Ainsi, les importations et exportations combinées de la Chine avec la Russie ont atteint environ 240 milliards d’euros en 2024, en hausse d’environ 2 % par rapport aux 235,3 milliards d’euros enregistrés en 2023, d’après des chiffres officiels des douanes chinoises, rapportait l’AFP en janvier.
La raison en est simple : privée (partiellement du moins) de ses fournisseurs de biens et de ses acheteurs de pétrole occidentaux, la Russie s’est tournée vers l’Est.

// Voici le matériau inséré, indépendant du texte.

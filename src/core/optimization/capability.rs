/*!
 * Hint Capabilities
 * Compile-time description of which hints the active toolchain honors
 */

use super::toolchain::{ActiveToolchain, Toolchain};
use std::fmt;

/// Which performance hints the active toolchain turns into real constructs
///
/// Every flag is resolved from build configuration alone (cargo features and
/// `cfg!(target_arch)`); nothing is probed at runtime. A `false` flag means the
/// hint still compiles, but expands to its semantically transparent fallback.
#[derive(Debug, Clone, Copy, PartialEq, Eq, Hash)]
pub struct HintCapabilities {
    /// `forbid_inline!` emits `#[inline(never)]`
    pub forbid_inline: bool,
    /// `force_inline!` emits `#[inline(always)]` instead of `#[inline]`
    pub force_inline: bool,
    /// `likely`/`unlikely` carry branch weights to the code generator
    pub branch_hints: bool,
    /// `prefetch` issues a hardware prefetch instruction
    pub prefetch: bool,
    /// `hot!` changes per-function code generation
    pub hot_regions: bool,
    /// `cold!` and `cold_path` emit `#[cold]`
    pub cold_regions: bool,
    /// `Restrict` views carry `noalias` references
    pub restrict: bool,
    /// `optimize_for!` emits `#[optimize(..)]`
    pub optimize_level: bool,
}

impl HintCapabilities {
    /// Every hint resolved to its inert fallback
    pub const NONE: Self = Self {
        forbid_inline: false,
        force_inline: false,
        branch_hints: false,
        prefetch: false,
        hot_regions: false,
        cold_regions: false,
        restrict: false,
        optimize_level: false,
    };

    /// Capabilities of the toolchain selected for this build
    pub const fn detect() -> Self {
        <ActiveToolchain as Toolchain>::CAPABILITIES
    }

    /// Number of hints that resolve to a real toolchain construct
    pub const fn supported_count(&self) -> usize {
        self.forbid_inline as usize
            + self.force_inline as usize
            + self.branch_hints as usize
            + self.prefetch as usize
            + self.hot_regions as usize
            + self.cold_regions as usize
            + self.restrict as usize
            + self.optimize_level as usize
    }

    /// True when no hint is honored and every annotation is pass-through
    pub const fn is_fallback(&self) -> bool {
        self.supported_count() == 0
    }

    /// Flag name paired with its value, in declaration order
    pub fn flags(&self) -> [(&'static str, bool); 8] {
        [
            ("forbid_inline", self.forbid_inline),
            ("force_inline", self.force_inline),
            ("branch_hints", self.branch_hints),
            ("prefetch", self.prefetch),
            ("hot_regions", self.hot_regions),
            ("cold_regions", self.cold_regions),
            ("restrict", self.restrict),
            ("optimize_level", self.optimize_level),
        ]
    }
}

impl Default for HintCapabilities {
    fn default() -> Self {
        Self::detect()
    }
}

impl fmt::Display for HintCapabilities {
    fn fmt(&self, f: &mut fmt::Formatter<'_>) -> fmt::Result {
        if self.is_fallback() {
            return f.write_str("fallback (no hints honored)");
        }

        let mut first = true;
        for (name, enabled) in self.flags() {
            if !enabled {
                continue;
            }
            if !first {
                f.write_str(", ")?;
            }
            f.write_str(name)?;
            first = false;
        }
        Ok(())
    }
}

/// Capabilities of the current build
pub const CAPABILITIES: HintCapabilities = HintCapabilities::detect();

#[cfg(test)]
mod tests {
    use super::*;

    #[test]
    fn test_none_is_fallback() {
        assert!(HintCapabilities::NONE.is_fallback());
        assert_eq!(HintCapabilities::NONE.supported_count(), 0);
        assert_eq!(
            HintCapabilities::NONE.to_string(),
            "fallback (no hints honored)"
        );
    }

    #[test]
    fn test_detect_matches_constant() {
        assert_eq!(HintCapabilities::detect(), CAPABILITIES);
        assert_eq!(HintCapabilities::default(), CAPABILITIES);
    }

    #[test]
    fn test_display_lists_enabled_flags() {
        let caps = HintCapabilities {
            cold_regions: true,
            restrict: true,
            ..HintCapabilities::NONE
        };
        assert_eq!(caps.supported_count(), 2);
        assert_eq!(caps.to_string(), "cold_regions, restrict");
    }

    #[cfg(feature = "portable-fallback")]
    #[test]
    fn test_fallback_feature_disables_everything() {
        assert_eq!(CAPABILITIES, HintCapabilities::NONE);
    }

    #[cfg(not(feature = "portable-fallback"))]
    #[test]
    fn test_stable_constructs_available() {
        assert!(CAPABILITIES.forbid_inline);
        assert!(CAPABILITIES.force_inline);
        assert!(CAPABILITIES.branch_hints);
        assert!(CAPABILITIES.cold_regions);
        assert!(CAPABILITIES.restrict);
    }
}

Son mouvement vers la Chine pourrait encore s’accentuer, après l’annonce récente de Donald Trump d’une augmentation de 25 % des droits de douane pour l’Inde, autre grand acheteur asiatique de pétrole russe.
La Chine, si elle réfute en bloc les accusations selon lesquelles elle fournirait des systèmes à des fins militaires à la Russie, ne se positionne pas pour autant aux côtés de l’Ukraine.